As the two pals have to blog about their entire experience after the surgery as part of the sponsorship deal with SM, are they prepared for any backlash that’s bound to come their way?

A calm Miss Tay said: “I don’t understand why people will hate others just because they have had plastic surgery. It doesn’t make sense that we make ourselves look prettier and people hate us for that. I am not fearful of criticisms online.”

A more hesitant Mr Yow admits that he is easily affected by negative comments online and will try to brace himself for them.

“I haven’t thought of how I am going to deal with them. I might not read any of the comments at all.”

Both of them say that their family members and friends have been very supportive of their plan to go ahead with the surgery.

On choosing the pair, Miss Ivy Tay, 29, international marketing manager of SM PS Asia which handles marketing for SM Plastic Surgery, said: “Both of them are very prolific online and they have known each other for over four years now. They can be there for each other and support each other during the trip, which will give them a good experience.

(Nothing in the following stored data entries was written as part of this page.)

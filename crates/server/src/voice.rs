//! The provider-facing voice callback endpoint. Each POST carries one
//! conversation turn; the step marker in the query string tells the
//! controller which state the transcript belongs to.

use axum::extract::{Query, State};
use axum::http::header;
use axum::response::IntoResponse;
use axum::routing::post;
use axum::{Form, Router};
use chrono::Utc;
use serde::Deserialize;

use quell_concierge::{voice_script_url, VoiceCallback, VoiceReply};
use quell_core::domain::reservation::ReservationId;
use quell_telephony::VoiceResponse;

use crate::bootstrap::AppState;

#[derive(Debug, Default, Deserialize)]
pub struct VoiceQuery {
    pub reservation_id: Option<String>,
    pub step: Option<String>,
}

#[derive(Debug, Default, Deserialize)]
pub struct VoiceForm {
    #[serde(rename = "CallSid")]
    pub call_sid: Option<String>,
    #[serde(rename = "SpeechResult")]
    pub speech_result: Option<String>,
    #[serde(rename = "To")]
    pub to: Option<String>,
}

pub fn router(state: AppState) -> Router {
    Router::new()
        .route("/voice/script", post(voice_script).get(voice_script_get))
        .with_state(state)
}

pub async fn voice_script(
    State(state): State<AppState>,
    Query(query): Query<VoiceQuery>,
    Form(form): Form<VoiceForm>,
) -> impl IntoResponse {
    let reservation_id = query.reservation_id.clone();
    let callback = VoiceCallback {
        call_sid: form.call_sid,
        reservation_id: query.reservation_id,
        step: query.step,
        speech: form.speech_result,
        dialed_number: form.to,
    };

    let reply = state.controller.handle_turn(callback, Utc::now()).await;
    let base = state.config.server.public_base_url.as_deref().unwrap_or("");
    xml_response(render_reply(&reply, base, reservation_id.as_deref()))
}

/// The provider probes callback URLs with GET; there is no turn to process,
/// so ask the caller to ring again.
pub async fn voice_script_get() -> impl IntoResponse {
    let mut response = VoiceResponse::new();
    response.say("Please place the call again so we may complete your reservation.").hangup();
    xml_response(response.to_xml())
}

fn render_reply(reply: &VoiceReply, base: &str, reservation_id: Option<&str>) -> String {
    let mut response = VoiceResponse::new();
    match (reply.gather, reservation_id) {
        (Some(next), Some(reservation_id)) => {
            let action = voice_script_url(
                base,
                &ReservationId(reservation_id.to_string()),
                Some(next),
            );
            response.gather(action, reply.messages.join(" "));
        }
        _ => {
            for message in &reply.messages {
                response.say(message);
            }
            response.hangup();
        }
    }
    response.to_xml()
}

fn xml_response(xml: String) -> impl IntoResponse {
    ([(header::CONTENT_TYPE, "text/xml")], xml)
}
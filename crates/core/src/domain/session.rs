use chrono::{DateTime, Utc};
use serde::{Deserialize, Serialize};

use crate::callflow::CallStep;
use crate::domain::reservation::ReservationId;

/// Provider-assigned identifier for one phone call.
#[derive(Clone, Debug, PartialEq, Eq, Hash, Serialize, Deserialize)]
pub struct CallSid(pub String);

/// Per-call conversation state, alive only while the call is in flight.
#[derive(Clone, Debug, PartialEq, Eq, Serialize, Deserialize)]
pub struct CallSession {
    pub call_sid: CallSid,
    pub reservation_id: ReservationId,
    pub customer_phone: String,
    pub last_speech: Option<String>,
    pub name: Option<String>,
    pub party_size: Option<u32>,
    pub dining_at: Option<DateTime<Utc>>,
    pub notes: Option<String>,
    pub step: CallStep,
    pub last_updated: DateTime<Utc>,
}

impl CallSession {
    pub fn open(
        call_sid: CallSid,
        reservation_id: ReservationId,
        customer_phone: impl Into<String>,
        now: DateTime<Utc>,
    ) -> Self {
        Self {
            call_sid,
            reservation_id,
            customer_phone: customer_phone.into(),
            last_speech: None,
            name: None,
            party_size: None,
            dining_at: None,
            notes: None,
            step: CallStep::Intro,
            last_updated: now,
        }
    }

    /// Merges collected fields over the session. `call_sid`,
    /// `reservation_id` and `customer_phone` are structurally out of reach.
    pub fn apply(&mut self, patch: SessionPatch, now: DateTime<Utc>) {
        if let Some(last_speech) = patch.last_speech {
            self.last_speech = Some(last_speech);
        }
        if let Some(name) = patch.name {
            self.name = Some(name);
        }
        if let Some(party_size) = patch.party_size {
            self.party_size = Some(party_size);
        }
        if let Some(dining_at) = patch.dining_at {
            self.dining_at = Some(dining_at);
        }
        if let Some(notes) = patch.notes {
            self.notes = notes;
        }
        if let Some(step) = patch.step {
            self.step = step;
        }
        self.last_updated = now;
    }
}

#[derive(Clone, Debug, Default, PartialEq, Eq)]
pub struct SessionPatch {
    pub last_speech: Option<String>,
    pub name: Option<String>,
    pub party_size: Option<u32>,
    pub dining_at: Option<DateTime<Utc>>,
    /// `Some(None)` records an explicit "no notes".
    pub notes: Option<Option<String>>,
    pub step: Option<CallStep>,
}

impl SessionPatch {
    pub fn advance_to(step: CallStep) -> Self {
        Self { step: Some(step), ..Self::default() }
    }

    pub fn is_empty(&self) -> bool {
        *self == Self::default()
    }
}
pub mod callflow;
pub mod config;
pub mod domain;
pub mod errors;
pub mod speech;

pub use callflow::{advance, CallStep, Turn};
pub use domain::reservation::{
    NewReservation, Reservation, ReservationId, ReservationSource, ReservationStatus,
    ReservationUpdate,
};
pub use domain::session::{CallSession, CallSid, SessionPatch};
pub use errors::{ApplicationError, DomainError, InterfaceError};
pub use speech::{
    extract_party_size, format_for_speech, normalize_name, normalize_notes, parse_dining_time,
};
#[cfg(test)]
mod tests {
    use chrono::{DateTime, TimeZone, Utc};
    use chrono_tz::Europe::Vienna;

    use crate::callflow::states::{CallStep, Turn};
    use crate::domain::reservation::{ReservationId, ReservationStatus};
    use crate::domain::session::{CallSession, CallSid, SessionPatch};

    use super::advance;

    // 2026-06-24 is a Wednesday.
    fn now() -> DateTime<Utc> {
        Vienna
            .with_ymd_and_hms(2026, 6, 24, 12, 0, 0)
            .single()
            .expect("unambiguous local time")
            .with_timezone(&Utc)
    }

    fn session() -> CallSession {
        CallSession::open(
            CallSid("CA-1".to_string()),
            ReservationId("R-1".to_string()),
            "+436601234567",
            now(),
        )
    }

    #[test]
    fn intro_prompts_for_name_unconditionally() {
        let turn = advance(CallStep::Intro, &session(), None, now());
        match turn {
            Turn::Gather { next, patch, prompt } => {
                assert_eq!(next, CallStep::CollectName);
                assert_eq!(patch, SessionPatch::advance_to(CallStep::CollectName));
                assert!(prompt.contains("Gasthaus Quell"));
            }
            other => panic!("intro should gather, got {other:?}"),
        }
    }

    #[test]
    fn empty_speech_self_loops_on_required_states() {
        let session = session();
        for step in [
            CallStep::CollectName,
            CallStep::CollectPartySize,
            CallStep::CollectDateTime,
            CallStep::Confirm,
        ] {
            match advance(step, &session, None, now()) {
                Turn::Gather { next, patch, .. } => {
                    assert_eq!(next, step, "{} must stay put", step.marker());
                    assert!(patch.is_empty(), "{} must not touch the session", step.marker());
                }
                other => panic!("{} should re-prompt, got {other:?}", step.marker()),
            }
        }
    }

    #[test]
    fn name_is_normalized_and_stored() {
        let turn = advance(CallStep::CollectName, &session(), Some("  lena!! hofbauer-smith "), now());
        match turn {
            Turn::Gather { next, patch, prompt } => {
                assert_eq!(next, CallStep::CollectPartySize);
                assert_eq!(patch.name.as_deref(), Some("Lena Hofbauer-smith"));
                assert_eq!(patch.last_speech.as_deref(), Some("  lena!! hofbauer-smith "));
                assert!(prompt.contains("Danke, Lena Hofbauer-smith"));
            }
            other => panic!("expected gather, got {other:?}"),
        }
    }

    #[test]
    fn unparseable_party_size_re_prompts_without_advancing() {
        let turn = advance(CallStep::CollectPartySize, &session(), Some("a cosy corner"), now());
        match turn {
            Turn::Gather { next, patch, prompt } => {
                assert_eq!(next, CallStep::CollectPartySize);
                assert!(patch.is_empty());
                assert!(prompt.contains("party size"));
            }
            other => panic!("expected gather, got {other:?}"),
        }
    }

    #[test]
    fn party_size_from_number_word_advances() {
        let turn = advance(CallStep::CollectPartySize, &session(), Some("two guests"), now());
        match turn {
            Turn::Gather { next, patch, .. } => {
                assert_eq!(next, CallStep::CollectDateTime);
                assert_eq!(patch.party_size, Some(2));
            }
            other => panic!("expected gather, got {other:?}"),
        }
    }

    #[test]
    fn unparseable_date_re_prompts_without_advancing() {
        let turn =
            advance(CallStep::CollectDateTime, &session(), Some("whenever suits you"), now());
        match turn {
            Turn::Gather { next, patch, .. } => {
                assert_eq!(next, CallStep::CollectDateTime);
                assert!(patch.is_empty());
            }
            other => panic!("expected gather, got {other:?}"),
        }
    }

    #[test]
    fn declined_notes_are_stored_as_absent_and_flow_advances() {
        let mut session = session();
        session.name = Some("Lena Hofbauer".to_string());
        session.party_size = Some(2);

        let turn = advance(CallStep::CollectNotes, &session, Some("none"), now());
        match turn {
            Turn::Gather { next, patch, prompt } => {
                assert_eq!(next, CallStep::Confirm);
                assert_eq!(patch.notes, Some(None));
                assert!(prompt.contains("Lena Hofbauer"));
                assert!(prompt.contains("2 guests"));
            }
            other => panic!("expected gather, got {other:?}"),
        }
    }

    #[test]
    fn missing_notes_speech_counts_as_no_notes() {
        let turn = advance(CallStep::CollectNotes, &session(), None, now());
        match turn {
            Turn::Gather { next, patch, .. } => {
                assert_eq!(next, CallStep::Confirm);
                assert_eq!(patch.notes, Some(None));
                assert_eq!(patch.last_speech, None);
            }
            other => panic!("expected gather, got {other:?}"),
        }
    }

    #[test]
    fn hesitation_at_confirm_re_prompts() {
        let turn = advance(CallStep::Confirm, &session(), Some("hmm let me think"), now());
        match turn {
            Turn::Gather { next, patch, .. } => {
                assert_eq!(next, CallStep::Confirm);
                assert!(patch.is_empty());
            }
            other => panic!("expected gather, got {other:?}"),
        }
    }

    #[test]
    fn confirmation_completes_with_accumulated_fields() {
        let mut session = session();
        session.name = Some("Lena Hofbauer".to_string());
        session.party_size = Some(2);
        session.dining_at =
            Some(Vienna.with_ymd_and_hms(2026, 6, 26, 19, 0, 0).unwrap().with_timezone(&Utc));
        session.notes = Some("birthday dinner".to_string());

        let turn = advance(CallStep::Confirm, &session, Some("yes, confirm please"), now());
        match turn {
            Turn::Complete { messages, update } => {
                assert_eq!(update.status, Some(ReservationStatus::Confirmed));
                assert_eq!(update.name, Some(Some("Lena Hofbauer".to_string())));
                assert_eq!(update.party_size, Some(Some(2)));
                assert_eq!(update.notes, Some(Some("birthday dinner".to_string())));
                assert!(messages[0].contains("2 guests"));
                assert!(messages[0].contains("Friday 26 June 2026 at 19:00"));
                assert!(messages.iter().any(|line| line.contains("We have noted: birthday dinner.")));
                assert!(messages.last().expect("farewell").contains("Auf Wiedersehen"));
            }
            other => panic!("expected completion, got {other:?}"),
        }
    }

    #[test]
    fn german_confirmation_words_also_complete() {
        let mut session = session();
        session.party_size = Some(4);

        for word in ["ja", "passt schon", "stimmt genau"] {
            let turn = advance(CallStep::Confirm, &session, Some(word), now());
            assert!(matches!(turn, Turn::Complete { .. }), "{word} should confirm");
        }
    }

    #[test]
    fn completion_falls_back_politely_when_fields_are_missing() {
        let turn = advance(CallStep::Confirm, &session(), Some("confirm"), now());
        match turn {
            Turn::Complete { messages, update } => {
                assert!(messages[0].contains("Dear guest"));
                assert!(messages[0].contains("your party"));
                assert!(messages[0].contains("your preferred time"));
                assert_eq!(update.name, Some(None));
                assert_eq!(update.status, Some(ReservationStatus::Confirmed));
            }
            other => panic!("expected completion, got {other:?}"),
        }
    }

    #[test]
    fn completed_step_is_terminal() {
        let turn = advance(CallStep::Completed, &session(), Some("hello?"), now());
        assert!(matches!(turn, Turn::Fail { .. }));
    }

    #[test]
    fn full_walk_reaches_confirmation() {
        let mut session = session();
        let mut step = CallStep::Intro;

        let script: [Option<&str>; 5] = [
            None,
            Some("Lena Hofbauer"),
            Some("two"),
            Some("this Friday at seven pm"),
            Some("none"),
        ];
        for speech in script {
            match advance(step, &session, speech, now()) {
                Turn::Gather { next, patch, .. } => {
                    session.apply(patch, now());
                    step = next;
                }
                other => panic!("walk should keep gathering, got {other:?}"),
            }
        }
        assert_eq!(step, CallStep::Confirm);
        assert_eq!(session.name.as_deref(), Some("Lena Hofbauer"));
        assert_eq!(session.party_size, Some(2));
        assert_eq!(session.notes, None);
        assert!(session.dining_at.is_some());

        let turn = advance(step, &session, Some("yes confirm"), now());
        assert!(matches!(turn, Turn::Complete { .. }));
    }
}
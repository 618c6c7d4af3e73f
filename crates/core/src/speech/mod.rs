//! Pure normalizers for transcribed caller speech. All functions are
//! deterministic given their input; date resolution additionally takes the
//! reference instant as a parameter.

pub mod datetime;
pub mod format;
pub mod name;
pub mod notes;
pub mod party;

pub use datetime::parse_dining_time;
pub use format::format_for_speech;
pub use name::normalize_name;
pub use notes::normalize_notes;
pub use party::extract_party_size;
use crate::EdError;
use regex::Regex;
use std::collections::HashSet;
use std::path::Path;
use std::sync::LazyLock;

static WORD: LazyLock<Regex> = LazyLock::new(|| Regex::new(r"\w+").unwrap());

const LABEL_PREFIX: &str = "__label__";

/// Anything that can rank keyword labels for a piece of text.
pub trait TokenModel {
    /// Up to `k` labels, most relevant first.
    fn top_k_tokens(&self, text: &str, k: usize) -> Vec<String>;
}

/// Keyword prefix for `text`: each label is cut to the part after its last
/// `_`, then pushed to the front, so the most relevant token comes last.
/// Every token is followed by a single space.
pub fn prepend_tokens(model: &dyn TokenModel, text: &str, k: usize) -> String {
    let mut out = String::new();
    for label in model.top_k_tokens(text, k) {
        let token = label.rsplit('_').next().unwrap_or(label.as_str());
        out = format!("{token} {out}");
    }
    out
}

/// Word-overlap model read from a fastText-style supervised file:
/// one `__label__<name> word word ...` entry per line.
#[derive(Debug, Clone)]
pub struct LexiconModel {
    labels: Vec<(String, HashSet<String>)>,
}

impl LexiconModel {
    pub fn load(path: &Path) -> Result<Self, EdError> {
        if !path.exists() {
            return Err(EdError::Config(format!(
                "token model {} not found",
                path.display()
            )));
        }
        let content = std::fs::read_to_string(path)?;
        let model = Self::parse(&content)
            .map_err(|e| EdError::Config(format!("{}: {e}", path.display())))?;
        log::info!("loaded {} keyword labels from {}", model.len(), path.display());
        Ok(model)
    }

    pub fn parse(content: &str) -> Result<Self, String> {
        let mut labels = Vec::new();
        for (i, line) in content.lines().enumerate() {
            let line = line.trim();
            if line.is_empty() || line.starts_with('#') {
                continue;
            }
            let (head, rest) = line.split_once(char::is_whitespace).unwrap_or((line, ""));
            if !head.starts_with(LABEL_PREFIX) || head.len() == LABEL_PREFIX.len() {
                return Err(format!("line {}: expected {LABEL_PREFIX}<name>", i + 1));
            }
            let words: HashSet<String> = WORD
                .find_iter(&rest.to_lowercase())
                .map(|m| m.as_str().to_string())
                .collect();
            labels.push((head.to_string(), words));
        }
        if labels.is_empty() {
            return Err("no labels".into());
        }
        Ok(Self { labels })
    }

    pub fn len(&self) -> usize {
        self.labels.len()
    }

    pub fn is_empty(&self) -> bool {
        self.labels.is_empty()
    }
}

impl TokenModel for LexiconModel {
    fn top_k_tokens(&self, text: &str, k: usize) -> Vec<String> {
        let lowered = text.to_lowercase();
        let words: Vec<&str> = WORD.find_iter(&lowered).map(|m| m.as_str()).collect();

        let mut scored: Vec<(usize, usize)> = self
            .labels
            .iter()
            .enumerate()
            .map(|(i, (_, vocab))| (i, words.iter().filter(|w| vocab.contains(**w)).count()))
            .filter(|(_, score)| *score > 0)
            .collect();
        // stable: ties keep file order
        scored.sort_by(|a, b| b.1.cmp(&a.1));

        scored
            .into_iter()
            .take(k)
            .map(|(i, _)| self.labels[i].0.clone())
            .collect()
    }
}
pub mod builder;
pub mod cli;
pub mod commands;
pub mod config;
pub mod dataset;
pub mod embeddings;
pub mod episode;
pub mod keywords;
pub mod message;
pub mod row;
pub mod teacher;

#[derive(Debug)]
pub enum EdError {
    Format(String),
    Config(String),
    Index(String),
    Embedding(String),
    Io(std::io::Error),
    Json(serde_json::Error),
    Csv(csv::Error),
}

impl std::fmt::Display for EdError {
    fn fmt(&self, f: &mut std::fmt::Formatter<'_>) -> std::fmt::Result {
        match self {
            EdError::Format(msg) => write!(f, "format: {msg}"),
            EdError::Config(msg) => write!(f, "config: {msg}"),
            EdError::Index(msg) => write!(f, "index: {msg}"),
            EdError::Embedding(msg) => write!(f, "embedding: {msg}"),
            EdError::Io(e) => write!(f, "io: {e}"),
            EdError::Json(e) => write!(f, "json: {e}"),
            EdError::Csv(e) => write!(f, "csv: {e}"),
        }
    }
}

impl std::error::Error for EdError {}

impl From<std::io::Error> for EdError {
    fn from(e: std::io::Error) -> Self {
        EdError::Io(e)
    }
}

impl From<serde_json::Error> for EdError {
    fn from(e: serde_json::Error) -> Self {
        EdError::Json(e)
    }
}

impl From<csv::Error> for EdError {
    fn from(e: csv::Error) -> Self {
        EdError::Csv(e)
    }
}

“These days, everyone wants to look good, and image is very important. Thus, it is getting more common for people who are not bad-looking to further enhance themselves to look better.”

Dr Martin Huang, a plastic surgeon at The Cosmetic Surgery Clinic in Paragon, said he's seen a 10 to 20 per cent increase in the number of attractive people who go for cosmetic surgery now as compared to the past two years.

He told The New Paper: “Even good-looking people will still find some minor flaws that can be corrected. The standard of looking good is getting higher and higher, and the bar keeps getting raised.”

Dr Huang added: “People are looking at themselves more critically in terms of all the different parts of their faces and bodies.

"For each facial and body part, they are applying a higher standard of beauty and becoming less tolerant of imperfections.”

The most common procedures are upper and lower eyelid surgery, rhinoplasty, breast augmentation and liposuction, said Dr Huang.

For Mr Yow, he hopes to exude a cute, boyish vibe post-surgery.

“I don’t want to go for the manly look. Instead, I want to be like G-Dragon (of K-pop boy band Big Bang) as he gives off this boyish feel which I like.”

Miss Tay said: “I like (Hong Kong-based Chinese model-actress) Angelababy’s look but it is impossible to look like her. Some people have said I resemble K-pop singer BoA, so I don’t mind looking even more like her after the surgery.”